Should I regularly replace (or merge?) my corpus.db with ci-upstream-kasan-gce-corpus.db?

It probably makes sense once in a while indeed, but not super regularly: our corpuses are already saturated and it's rare that the fuzzer discovers significant chunks of new coverage.

Thank you! I will ask more questions on the ML if any!

Is it compatible with my kernel config and the syscalls restriction?

I think it should not be a problem anyway - syzkaller triages its corpus on start, so it will just discard all seeds that did not produce new coverage in your enivronment.

Good to know, thank you!

(Please tell me if I should create other feature requests for some questions or ideas here, or move the discussion elsewhere)

Feature requests definitely belong here in GitHub. For questions it may be better to post them to our mailing list: syzkaller@googlegroups.com :)

Noted, I will do that, thank you!

[a-nogikh]

Oh, I didn't know about these (hidden? :) ) experimental options!

It's been for quite a while there already, maybe it's the time to move it out of the experimental options list :)

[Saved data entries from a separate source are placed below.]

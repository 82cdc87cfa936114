//! Copyright (c) 2025-2026, Kirky.X
//!
//! MIT License
//!
//! 该模块定义了JSON序列化器的实现。

use super::Serializer;
use crate::error::{CacheError, Result};
use serde::{de::DeserializeOwned, Serialize};

/// gzip 数据头，JSON 文本不会以该字节开头
const GZIP_MAGIC: [u8; 2] = [0x1f, 0x8b];

/// JSON序列化器
///
/// 可选地使用 gzip 压缩。解码时根据数据头自动识别是否压缩，
/// 因此切换压缩配置后旧数据仍可读取
#[derive(Clone, Debug, Default)]
pub struct JsonSerializer {
    compress: bool,
}

impl JsonSerializer {
    pub fn new() -> Self {
        Self { compress: false }
    }

    /// 创建启用压缩的JSON序列化器
    pub fn with_compression() -> Self {
        Self { compress: true }
    }

    pub fn is_compressed(&self) -> bool {
        self.compress
    }

    #[cfg(feature = "flate2")]
    fn compress(data: Vec<u8>) -> Result<Vec<u8>> {
        use flate2::write::GzEncoder;
        use flate2::Compression;
        use std::io::Write;

        let mut encoder = GzEncoder::new(Vec::new(), Compression::fast());
        encoder
            .write_all(&data)
            .map_err(|e| CacheError::Serialization(e.to_string()))?;
        encoder
            .finish()
            .map_err(|e| CacheError::Serialization(e.to_string()))
    }

    #[cfg(not(feature = "flate2"))]
    fn compress(data: Vec<u8>) -> Result<Vec<u8>> {
        Ok(data)
    }

    #[cfg(feature = "flate2")]
    fn decompress(data: &[u8]) -> Result<Vec<u8>> {
        use flate2::read::GzDecoder;
        use std::io::Read;

        let mut decoder = GzDecoder::new(data);
        let mut decoded = Vec::new();
        decoder
            .read_to_end(&mut decoded)
            .map_err(|e| CacheError::Serialization(e.to_string()))?;
        Ok(decoded)
    }

    #[cfg(not(feature = "flate2"))]
    fn decompress(_data: &[u8]) -> Result<Vec<u8>> {
        Err(CacheError::Serialization(
            "compressed value found but flate2 support is disabled".to_string(),
        ))
    }
}

impl Serializer for JsonSerializer {
    fn serialize<T: Serialize>(&self, value: &T) -> Result<Vec<u8>> {
        let json_bytes =
            serde_json::to_vec(value).map_err(|e| CacheError::Serialization(e.to_string()))?;

        if self.compress {
            Self::compress(json_bytes)
        } else {
            Ok(json_bytes)
        }
    }

    fn deserialize<T: DeserializeOwned>(&self, data: &[u8]) -> Result<T> {
        if data.starts_with(&GZIP_MAGIC) {
            let decoded = Self::decompress(data)?;
            return serde_json::from_slice(&decoded)
                .map_err(|e| CacheError::Serialization(e.to_string()));
        }
        serde_json::from_slice(data).map_err(|e| CacheError::Serialization(e.to_string()))
    }
}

So in my case, I guess I should use
"focus_areas": [ {"filter": {"files": ["^net/mptcp"]}, "weight": 10.0}, {"weight": 1.0} ].

Yes, it looks correct.

Or without the {"weight": 1.0} to drop everything not touching MPTCP?

Exactly.

[matttbe]

Oh, I didn't know about these (hidden? :) ) experimental options!

It's been for quite a while there already, maybe it's the time to move it out of the experimental options list :)

Good idea!

So in my case, I guess I should use
"focus_areas": [ {"filter": {"files": ["^net/mptcp"]}, "weight": 10.0}, {"weight": 1.0} ].

Yes, it looks correct.

Or without the {"weight": 1.0} to drop everything not touching MPTCP?

Exactly.

Great, thank you for your reply!